# Site move and Upgrade Planner - Evening Saturday 10-22-2005



## Bob Hubbard (Oct 22, 2005)

MartialTalk will be closing sometime between 6pm-9pm Eastern time tonight so that I can move the site to it's own dedicated server. 

 Over the last few days we have been in the process of setting things up, and all testing has been completed.

 The procedure we will be following is to close this site to traffic, move all files and databases, upgrade on the new server, fix all issues we can and add in all the goodies you've come to expect (maybe a few more as well....) then reopen on the new server.  

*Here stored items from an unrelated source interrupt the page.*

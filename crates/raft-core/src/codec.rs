//! # codec
//!
//! why: map log indices onto keys whose byte order is their numeric order, and entries onto bytes
//! relations: used by raft-storage for every key and value it writes, and by storage.rs for u64 facts
//! what: encode_index/decode_index, EntryCodec trait, JsonCodec

use crate::error::CodecError;
use crate::log::LogEntry;

/// width of an encoded index in bytes
pub const INDEX_LEN: usize = 8;

/// encode an index as 8 big-endian bytes
///
/// lexicographic order of the output matches numeric order of the input,
/// which is what lets a sorted engine answer first/last/range queries
pub fn encode_index(index: u64) -> [u8; INDEX_LEN] {
    index.to_be_bytes()
}

/// decode 8 big-endian bytes back into an index
///
/// any other length is rejected rather than truncated or padded
pub fn decode_index(bytes: &[u8]) -> Result<u64, CodecError> {
    let raw: [u8; INDEX_LEN] = bytes
        .try_into()
        .map_err(|_| CodecError::InvalidIndexLength(bytes.len()))?;
    Ok(u64::from_be_bytes(raw))
}

/// serialization boundary for log entries
///
/// storage treats the output as opaque bytes
pub trait EntryCodec: Send + Sync {
    /// serialize an entry
    fn encode(&self, entry: &LogEntry) -> Result<Vec<u8>, CodecError>;

    /// deserialize an entry, failing on malformed input
    fn decode(&self, bytes: &[u8]) -> Result<LogEntry, CodecError>;
}

/// default codec: serde_json
#[derive(Debug, Clone, Copy, Default)]
pub struct JsonCodec;

impl EntryCodec for JsonCodec {
    fn encode(&self, entry: &LogEntry) -> Result<Vec<u8>, CodecError> {
        serde_json::to_vec(entry).map_err(CodecError::encode)
    }

    fn decode(&self, bytes: &[u8]) -> Result<LogEntry, CodecError> {
        serde_json::from_slice(bytes).map_err(CodecError::decode)
    }
}

#[cfg(test)]
mod tests {
    use super::*;
    use crate::log::LogKind;

    #[test]
    fn index_is_big_endian() {
        assert_eq!(encode_index(1), [0, 0, 0, 0, 0, 0, 0, 1]);
        assert_eq!(encode_index(0x0102), [0, 0, 0, 0, 0, 0, 1, 2]);
        assert_eq!(encode_index(u64::MAX), [0xFF; 8]);
    }

    #[test]
    fn decode_rejects_short_and_long_buffers() {
        assert!(matches!(
            decode_index(&[1, 2, 3]),
            Err(CodecError::InvalidIndexLength(3))
        ));
        assert!(matches!(
            decode_index(&[0; 9]),
            Err(CodecError::InvalidIndexLength(9))
        ));
        assert!(matches!(
            decode_index(&[]),
            Err(CodecError::InvalidIndexLength(0))
        ));
    }

    #[test]
    fn json_codec_keeps_every_field() {
        let entry = LogEntry::with_kind(4, 9, LogKind::Configuration, vec![0x00, 0xFF, 0x7F]);
        let bytes = JsonCodec.encode(&entry).unwrap();
        assert_eq!(JsonCodec.decode(&bytes).unwrap(), entry);
    }

    #[test]
    fn json_codec_rejects_garbage() {
        let err = JsonCodec.decode(b"{not json").unwrap_err();
        assert!(matches!(err, CodecError::Decode(_)));
    }
}
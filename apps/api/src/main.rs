use std::net::SocketAddr;
use std::sync::Arc;

use dotenv::dotenv;
use tokio::net::TcpListener;
use tower_http::cors::{Any, CorsLayer};
use tower_http::trace::{self, TraceLayer};
use tracing::{error, info, Level};
use tracing_subscriber::{layer::SubscriberExt, util::SubscriberInitExt};

mod router;

use auth_cell::services::account::AccountService;
use shared_config::AppConfig;

#[tokio::main]
async fn main() {
    // Loading Env Vars
    dotenv().ok();

    // Initialize tracing
    tracing_subscriber::registry()
        .with(tracing_subscriber::EnvFilter::new(
            std::env::var("RUST_LOG").unwrap_or_else(|_| "info,tower_http=debug".into()),
        ))
        .with(tracing_subscriber::fmt::layer())
        .init();

    info!("Starting clinic API server");

    // Load configuration
    let config = AppConfig::from_env();

    // Make sure the admin account exists before serving traffic
    if config.is_seeding_configured() {
        let accounts = AccountService::new(&config);
        if let Err(e) = accounts
            .ensure_admin(&config.admin_email, &config.admin_password)
            .await
        {
            error!("Admin seeding failed: {}", e);
        }
    }

    // Set up CORS
    let cors = CorsLayer::new()
        .allow_origin(Any)
        .allow_methods(Any)
        .allow_headers(Any);

    // Create shared state
    let state = Arc::new(config);

    // Build the application router
    let app = router::create_router(state)
        .layer(
            TraceLayer::new_for_http()
                .make_span_with(trace::DefaultMakeSpan::new().level(Level::INFO))
                .on_response(trace::DefaultOnResponse::new().level(Level::INFO)),
        )
        .layer(cors);

    // Run the server
    let addr = SocketAddr::from(([0, 0, 0, 0], 3000));
    info!("Listening on {}", addr);

    let listener = TcpListener::bind(addr).await.unwrap();
    axum::serve(listener, app).await.unwrap();
}
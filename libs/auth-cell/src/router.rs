use std::sync::Arc;

use axum::{middleware, routing::post, Router};

use shared_config::AppConfig;
use shared_utils::extractor::auth_middleware;

use crate::handlers;

pub fn auth_routes(state: Arc<AppConfig>) -> Router {
    let public_routes = Router::new()
        .route("/register", post(handlers::register))
        .route("/login", post(handlers::login))
        .route("/validate", post(handlers::validate));

    let protected_routes = Router::new()
        .route("/register/doctor", post(handlers::create_doctor_account))
        .layer(middleware::from_fn_with_state(state.clone(), auth_middleware));

    Router::new()
        .merge(public_routes)
        .merge(protected_routes)
        .with_state(state)
}
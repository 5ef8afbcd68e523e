use std::sync::Arc;

use axum::{
    middleware,
    routing::{delete, get, put},
    Router,
};

use shared_config::AppConfig;
use shared_utils::extractor::auth_middleware;

use crate::handlers;

pub fn doctor_routes(state: Arc<AppConfig>) -> Router {
    // Public routes (no authentication required)
    let public_routes = Router::new()
        .route("/search", get(handlers::search_doctors))
        .route("/{doctor_id}", get(handlers::get_doctor));

    // Protected routes (authentication required)
    let protected_routes = Router::new()
        .route("/{doctor_id}/availability", put(handlers::set_availability))
        .route("/{doctor_id}", delete(handlers::delete_doctor))
        .layer(middleware::from_fn_with_state(state.clone(), auth_middleware));

    Router::new()
        .merge(public_routes)
        .merge(protected_routes)
        .with_state(state)
}
use std::sync::Arc;

use axum::{
    middleware,
    routing::{delete, get},
    Router,
};

use shared_config::AppConfig;
use shared_utils::extractor::auth_middleware;

use crate::handlers;

pub fn patient_routes(state: Arc<AppConfig>) -> Router {
    Router::new()
        .route("/search", get(handlers::search_patients))
        .route("/{patient_id}", get(handlers::get_patient))
        .route("/{patient_id}", delete(handlers::delete_patient))
        .layer(middleware::from_fn_with_state(state.clone(), auth_middleware))
        .with_state(state)
}
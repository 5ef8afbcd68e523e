use chrono::{DateTime, Utc};
use serde::{Deserialize, Serialize};
use uuid::Uuid;

use doctor_cell::services::schedule::ScheduleFormatError;
use shared_models::auth::Role;

/// The 8 standard ABO/Rh combinations accepted at registration.
pub const BLOOD_GROUPS: [&str; 8] = ["A+", "A-", "B+", "B-", "AB+", "AB-", "O+", "O-"];

#[derive(Debug, Clone, Serialize, Deserialize)]
pub struct UserRecord {
    pub id: Uuid,
    pub name: String,
    pub email: String,
    pub password_hash: String,
    pub role: Role,
    pub created_at: DateTime<Utc>,
}

#[derive(Debug, Clone, Serialize, Deserialize)]
pub struct RegisterPatientRequest {
    pub name: String,
    pub email: String,
    pub password: String,
    pub age: i32,
    pub gender: String,
    pub blood_group: String,
    pub phone: String,
    pub address: String,
}

#[derive(Debug, Clone, Serialize, Deserialize)]
pub struct CreateDoctorAccountRequest {
    pub name: String,
    pub email: String,
    pub password: String,
    pub specialization: String,
    pub phone: String,
    pub availability: String,
}

#[derive(Debug, Clone, Serialize, Deserialize)]
pub struct LoginRequest {
    pub email: String,
    pub password: String,
}

/// Outcome of the account + profile registration transaction.
#[derive(Debug, Clone, Serialize, Deserialize)]
pub struct RegisteredAccount {
    pub user_id: Uuid,
    pub profile_id: Option<Uuid>,
}

#[derive(Debug, thiserror::Error)]
pub enum AuthError {
    #[error("Email already registered")]
    DuplicateEmail,

    #[error("Validation error: {field}: {message}")]
    Validation { field: String, message: String },

    #[error("Invalid email or password")]
    InvalidCredentials,

    #[error(transparent)]
    InvalidSchedule(#[from] ScheduleFormatError),

    #[error("Database error: {0}")]
    Database(String),
}

impl AuthError {
    pub fn validation(field: &str, message: &str) -> Self {
        AuthError::Validation {
            field: field.to_string(),
            message: message.to_string(),
        }
    }
}
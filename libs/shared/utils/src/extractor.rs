use std::sync::Arc;

use axum::{
    body::Body,
    extract::State,
    http::Request,
    middleware::Next,
    response::Response,
};

use shared_config::AppConfig;
use shared_models::auth::AuthUser;
use shared_models::error::AppError;

use crate::jwt::validate_token;

/// Middleware that turns a bearer token into an `AuthUser` request
/// extension. Handlers pull the actor out of the extension and hand it to
/// services explicitly.
pub async fn auth_middleware(
    State(config): State<Arc<AppConfig>>,
    mut request: Request<Body>,
    next: Next,
) -> Result<Response, AppError> {
    let auth_header = request
        .headers()
        .get("Authorization")
        .ok_or_else(|| AppError::Unauthorized("Missing authorization header".to_string()))?;

    let auth_value = auth_header
        .to_str()
        .map_err(|_| AppError::Unauthorized("Invalid authorization header format".to_string()))?;

    if !auth_value.starts_with("Bearer ") {
        return Err(AppError::Unauthorized(
            "Invalid authorization header format".to_string(),
        ));
    }

    let token = &auth_value[7..];

    let user = validate_token(token, &config.jwt_secret).map_err(AppError::Unauthorized)?;

    request.extensions_mut().insert(user);

    Ok(next.run(request).await)
}
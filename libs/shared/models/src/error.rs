use axum::{
    http::StatusCode,
    response::{IntoResponse, Response},
    Json,
};
use serde_json::json;
use thiserror::Error;

#[derive(Error, Debug)]
pub enum AppError {
    #[error("Unauthorized: {0}")]
    Unauthorized(String),

    #[error("Not Found: {0}")]
    NotFound(String),

    #[error("Bad Request: {0}")]
    BadRequest(String),

    #[error("Validation error: {field}: {message}")]
    Validation { field: String, message: String },

    #[error("Conflict: {0}")]
    Conflict(String),

    #[error("Internal Server Error: {0}")]
    Internal(String),

    #[error("Database error: {0}")]
    Database(String),
}

impl IntoResponse for AppError {
    fn into_response(self) -> Response {
        let (status, message) = match &self {
            AppError::Unauthorized(msg) => (StatusCode::UNAUTHORIZED, msg.clone()),
            AppError::NotFound(msg) => (StatusCode::NOT_FOUND, msg.clone()),
            AppError::BadRequest(msg) => (StatusCode::BAD_REQUEST, msg.clone()),
            AppError::Validation { field, message } => {
                (StatusCode::BAD_REQUEST, format!("{}: {}", field, message))
            }
            AppError::Conflict(msg) => (StatusCode::CONFLICT, msg.clone()),
            AppError::Internal(msg) => (StatusCode::INTERNAL_SERVER_ERROR, msg.clone()),
            AppError::Database(msg) => (StatusCode::INTERNAL_SERVER_ERROR, msg.clone()),
        };

        tracing::error!("Error: {}: {}", status, message);

        let body = Json(json!({
            "error": message
        }));

        (status, body).into_response()
    }
}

 I will redirect all traffic from here to there once we're running again. 

 We may experience a few days of routing issues as DNS updates world wide.

 We hope that by doing this, we will eliminate the issues we've been experiencing these past few months.

 It is due to the donations, contributions and sponsorships of our supporting members and advertisers that we can do this.  Our, and my personal thanks to them for making this expansion possible. :asian:


----------



## mantis (Oct 22, 2005)

thanks for all the efforts you put here!

whenever i deal with DNS I use a tool to help me with the frustration associated with DNS controllers it's http://dnsstuff.com you probably know it, if not use it 
good luck


----------



## Lisa (Oct 22, 2005)

Bob Hubbard said:
			
		

> It is due to the donations, contributions and sponsorships of our supporting members and advertisers that we can do this.  Our, and my personal thanks to them for making this expansion possible. :asian:



The little I give compared to the great amount that I take back makes the contribution more then worth it.


----------



## James Kovacich (Oct 22, 2005)

Ansd we appreciate doing buisness with you!  :asian:


----------



## mantis (Oct 22, 2005)

Thanks Bob...
it all smells fresh now


----------



## arnisador (Oct 23, 2005)

Thanks for all your hard work on this!


----------



## Rick Wade (Oct 23, 2005)

I would like to echo all of the previous post with and addition.

I didn't think MT could get any better but you have done it.  great job love the stats and all of the new stuff.  Great job.

V/R

Rick


----------